[TO DO]:
Return the listing word for word, as given.
━━ DATA FOR THE TASK ━━
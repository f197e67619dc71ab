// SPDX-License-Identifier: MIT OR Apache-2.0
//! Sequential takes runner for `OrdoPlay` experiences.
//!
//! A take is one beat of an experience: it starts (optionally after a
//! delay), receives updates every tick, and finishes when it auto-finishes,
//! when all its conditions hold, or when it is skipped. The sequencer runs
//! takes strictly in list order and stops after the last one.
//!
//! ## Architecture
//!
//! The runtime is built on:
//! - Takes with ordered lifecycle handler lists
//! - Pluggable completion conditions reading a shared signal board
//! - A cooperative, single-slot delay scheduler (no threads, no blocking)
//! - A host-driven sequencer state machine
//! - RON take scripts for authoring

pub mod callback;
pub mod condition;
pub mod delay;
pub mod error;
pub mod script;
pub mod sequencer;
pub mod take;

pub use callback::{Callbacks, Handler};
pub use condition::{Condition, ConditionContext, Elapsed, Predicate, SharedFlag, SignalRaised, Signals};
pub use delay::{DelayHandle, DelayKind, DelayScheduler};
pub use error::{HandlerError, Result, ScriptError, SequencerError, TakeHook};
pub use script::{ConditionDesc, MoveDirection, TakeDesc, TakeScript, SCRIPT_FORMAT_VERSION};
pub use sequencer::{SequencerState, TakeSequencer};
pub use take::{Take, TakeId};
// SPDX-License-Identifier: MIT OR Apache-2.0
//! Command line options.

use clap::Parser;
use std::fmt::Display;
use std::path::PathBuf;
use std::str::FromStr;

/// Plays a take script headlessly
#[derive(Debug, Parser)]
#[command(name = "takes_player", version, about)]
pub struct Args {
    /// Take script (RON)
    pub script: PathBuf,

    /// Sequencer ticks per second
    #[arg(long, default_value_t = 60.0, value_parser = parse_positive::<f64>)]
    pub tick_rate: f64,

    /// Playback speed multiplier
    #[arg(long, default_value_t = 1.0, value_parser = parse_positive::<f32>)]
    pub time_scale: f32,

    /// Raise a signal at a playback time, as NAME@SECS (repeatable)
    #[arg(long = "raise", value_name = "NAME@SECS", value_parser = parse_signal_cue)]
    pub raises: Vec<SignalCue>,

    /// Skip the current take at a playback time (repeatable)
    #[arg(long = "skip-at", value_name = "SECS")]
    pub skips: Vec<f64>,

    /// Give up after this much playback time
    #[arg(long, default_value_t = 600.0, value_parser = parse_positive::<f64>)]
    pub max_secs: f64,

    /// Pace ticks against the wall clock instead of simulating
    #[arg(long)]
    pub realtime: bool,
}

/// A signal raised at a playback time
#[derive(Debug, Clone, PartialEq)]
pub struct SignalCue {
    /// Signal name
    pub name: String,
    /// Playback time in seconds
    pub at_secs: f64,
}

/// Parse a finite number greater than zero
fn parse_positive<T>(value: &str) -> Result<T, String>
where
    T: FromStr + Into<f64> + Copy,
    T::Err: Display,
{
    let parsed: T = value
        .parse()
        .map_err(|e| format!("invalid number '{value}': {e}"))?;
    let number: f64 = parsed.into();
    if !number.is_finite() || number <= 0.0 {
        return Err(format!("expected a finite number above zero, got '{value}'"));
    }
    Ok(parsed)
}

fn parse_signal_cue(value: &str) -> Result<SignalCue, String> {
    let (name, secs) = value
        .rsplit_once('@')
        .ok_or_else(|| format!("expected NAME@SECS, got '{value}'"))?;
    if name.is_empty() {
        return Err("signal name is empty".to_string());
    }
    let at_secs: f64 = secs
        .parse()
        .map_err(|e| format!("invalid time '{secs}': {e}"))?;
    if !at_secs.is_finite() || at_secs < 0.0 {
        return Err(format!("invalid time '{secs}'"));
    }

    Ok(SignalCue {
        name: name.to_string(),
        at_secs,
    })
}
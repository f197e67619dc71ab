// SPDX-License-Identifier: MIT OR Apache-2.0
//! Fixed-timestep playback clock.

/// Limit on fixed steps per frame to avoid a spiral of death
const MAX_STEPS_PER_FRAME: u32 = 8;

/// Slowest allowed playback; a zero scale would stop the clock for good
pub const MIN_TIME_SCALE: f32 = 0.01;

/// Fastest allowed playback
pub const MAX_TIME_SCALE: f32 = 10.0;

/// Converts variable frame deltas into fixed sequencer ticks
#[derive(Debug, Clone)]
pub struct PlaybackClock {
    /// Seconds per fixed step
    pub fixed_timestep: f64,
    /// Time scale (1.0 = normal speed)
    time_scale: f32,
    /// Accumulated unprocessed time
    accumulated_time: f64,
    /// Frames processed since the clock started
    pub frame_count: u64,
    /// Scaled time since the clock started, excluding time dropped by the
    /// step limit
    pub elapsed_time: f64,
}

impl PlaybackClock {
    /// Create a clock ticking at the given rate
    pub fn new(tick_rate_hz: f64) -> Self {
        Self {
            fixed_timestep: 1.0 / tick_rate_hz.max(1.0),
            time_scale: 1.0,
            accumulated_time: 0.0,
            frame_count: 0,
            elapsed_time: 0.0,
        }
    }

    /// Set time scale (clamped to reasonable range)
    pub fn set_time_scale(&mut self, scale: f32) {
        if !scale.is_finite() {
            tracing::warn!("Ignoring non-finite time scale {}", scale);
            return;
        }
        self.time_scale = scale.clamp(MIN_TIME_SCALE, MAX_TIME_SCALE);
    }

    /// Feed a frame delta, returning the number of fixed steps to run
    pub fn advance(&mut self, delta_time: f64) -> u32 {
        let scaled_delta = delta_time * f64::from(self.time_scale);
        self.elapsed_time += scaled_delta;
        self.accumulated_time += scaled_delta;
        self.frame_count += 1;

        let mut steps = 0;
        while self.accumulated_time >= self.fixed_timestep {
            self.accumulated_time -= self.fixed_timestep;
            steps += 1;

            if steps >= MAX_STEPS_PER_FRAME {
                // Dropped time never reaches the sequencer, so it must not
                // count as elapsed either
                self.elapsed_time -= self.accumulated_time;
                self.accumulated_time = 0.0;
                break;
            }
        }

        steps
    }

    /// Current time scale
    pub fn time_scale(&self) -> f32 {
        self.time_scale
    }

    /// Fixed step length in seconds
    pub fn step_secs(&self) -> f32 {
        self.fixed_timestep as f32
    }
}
━━━
[RESPONSE]:
repository f197e67619dc71ab
// SPDX-License-Identifier: MIT OR Apache-2.0
//! Sequential takes runner for `OrdoPlay` experiences.
//!
//! A take is one beat of an experience: it starts (optionally after a
//! delay), receives updates every tick, and finishes when it auto-finishes,
//! when all its conditions hold, or when it is skipped. The sequencer runs
//! takes strictly in list order and stops after the last one.
//!
//! ## Architecture
//!
//! The runtime is built on:
//! - Takes with ordered lifecycle handler lists
//! - Pluggable completion conditions reading a shared signal board
//! - A cooperative, single-slot delay scheduler (no threads, no blocking)
//! - A host-driven sequencer state machine
//! - RON take scripts for authoring

pub mod callback;
pub mod condition;
pub mod delay;
pub mod error;
pub mod script;
pub mod sequencer;
pub mod take;

pub use callback::{Callbacks, Handler};
pub use condition::{Condition, ConditionContext, Elapsed, Predicate, SharedFlag, SignalRaised, Signals};
pub use delay::{DelayHandle, DelayKind, DelayScheduler};
pub use error::{HandlerError, Result, ScriptError, SequencerError, TakeHook};
pub use script::{ConditionDesc, MoveDirection, TakeDesc, TakeScript, SCRIPT_FORMAT_VERSION};
pub use sequencer::{SequencerState, TakeSequencer};
pub use take::{Take, TakeId};
// SPDX-License-Identifier: MIT OR Apache-2.0
//! Command line options.

use clap::Parser;
use std::fmt::Display;
use std::path::PathBuf;
use std::str::FromStr;

/// Plays a take script headlessly
#[derive(Debug, Parser)]
#[command(name = "takes_player", version, about)]
pub struct Args {
    /// Take script (RON)
    pub script: PathBuf,

    /// Sequencer ticks per second
    #[arg(long, default_value_t = 60.0, value_parser = parse_positive::<f64>)]
    pub tick_rate: f64,

    /// Playback speed multiplier
    #[arg(long, default_value_t = 1.0, value_parser = parse_positive::<f32>)]
    pub time_scale: f32,

    /// Raise a signal at a playback time, as NAME@SECS (repeatable)
    #[arg(long = "raise", value_name = "NAME@SECS", value_parser = parse_signal_cue)]
    pub raises: Vec<SignalCue>,

    /// Skip the current take at a playback time (repeatable)
    #[arg(long = "skip-at", value_name = "SECS")]
    pub skips: Vec<f64>,

    /// Give up after this much playback time
    #[arg(long, default_value_t = 600.0, value_parser = parse_positive::<f64>)]
    pub max_secs: f64,

    /// Pace ticks against the wall clock instead of simulating
    #[arg(long)]
    pub realtime: bool,
}

/// A signal raised at a playback time
#[derive(Debug, Clone, PartialEq)]
pub struct SignalCue {
    /// Signal name
    pub name: String,
    /// Playback time in seconds
    pub at_secs: f64,
}

/// Parse a finite number greater than zero
fn parse_positive<T>(value: &str) -> Result<T, String>
where
    T: FromStr + Into<f64> + Copy,
    T::Err: Display,
{
    let parsed: T = value
        .parse()
        .map_err(|e| format!("invalid number '{value}': {e}"))?;
    let number: f64 = parsed.into();
    if !number.is_finite() || number <= 0.0 {
        return Err(format!("expected a finite number above zero, got '{value}'"));
    }
    Ok(parsed)
}

fn parse_signal_cue(value: &str) -> Result<SignalCue, String> {
    let (name, secs) = value
        .rsplit_once('@')
        .ok_or_else(|| format!("expected NAME@SECS, got '{value}'"))?;
    if name.is_empty() {
        return Err("signal name is empty".to_string());
    }
    let at_secs: f64 = secs
        .parse()
        .map_err(|e| format!("invalid time '{secs}': {e}"))?;
    if !at_secs.is_finite() || at_secs < 0.0 {
        return Err(format!("invalid time '{secs}'"));
    }

    Ok(SignalCue {
        name: name.to_string(),
        at_secs,
    })
}
repository f197e67619dc71ab
// SPDX-License-Identifier: MIT OR Apache-2.0
//! Fixed-timestep playback clock.

/// Limit on fixed steps per frame to avoid a spiral of death
const MAX_STEPS_PER_FRAME: u32 = 8;

/// Slowest allowed playback; a zero scale would stop the clock for good
pub const MIN_TIME_SCALE: f32 = 0.01;

/// Fastest allowed playback
pub const MAX_TIME_SCALE: f32 = 10.0;

/// Converts variable frame deltas into fixed sequencer ticks
#[derive(Debug, Clone)]
pub struct PlaybackClock {
    /// Seconds per fixed step
    pub fixed_timestep: f64,
    /// Time scale (1.0 = normal speed)
    time_scale: f32,
    /// Accumulated unprocessed time
    accumulated_time: f64,
    /// Frames processed since the clock started
    pub frame_count: u64,
    /// Scaled time since the clock started, excluding time dropped by the
    /// step limit
    pub elapsed_time: f64,
}

impl PlaybackClock {
    /// Create a clock ticking at the given rate
    pub fn new(tick_rate_hz: f64) -> Self {
        Self {
            fixed_timestep: 1.0 / tick_rate_hz.max(1.0),
            time_scale: 1.0,
            accumulated_time: 0.0,
            frame_count: 0,
            elapsed_time: 0.0,
        }
    }

    /// Set time scale (clamped to reasonable range)
    pub fn set_time_scale(&mut self, scale: f32) {
        if !scale.is_finite() {
            tracing::warn!("Ignoring non-finite time scale {}", scale);
            return;
        }
        self.time_scale = scale.clamp(MIN_TIME_SCALE, MAX_TIME_SCALE);
    }

    /// Feed a frame delta, returning the number of fixed steps to run
    pub fn advance(&mut self, delta_time: f64) -> u32 {
        let scaled_delta = delta_time * f64::from(self.time_scale);
        self.elapsed_time += scaled_delta;
        self.accumulated_time += scaled_delta;
        self.frame_count += 1;

        let mut steps = 0;
        while self.accumulated_time >= self.fixed_timestep {
            self.accumulated_time -= self.fixed_timestep;
            steps += 1;

            if steps >= MAX_STEPS_PER_FRAME {
                // Dropped time never reaches the sequencer, so it must not
                // count as elapsed either
                self.elapsed_time -= self.accumulated_time;
                self.accumulated_time = 0.0;
                break;
            }
        }

        steps
    }

    /// Current time scale
    pub fn time_scale(&self) -> f32 {
        self.time_scale
    }

    /// Fixed step length in seconds
    pub fn step_secs(&self) -> f32 {
        self.fixed_timestep as f32
    }
}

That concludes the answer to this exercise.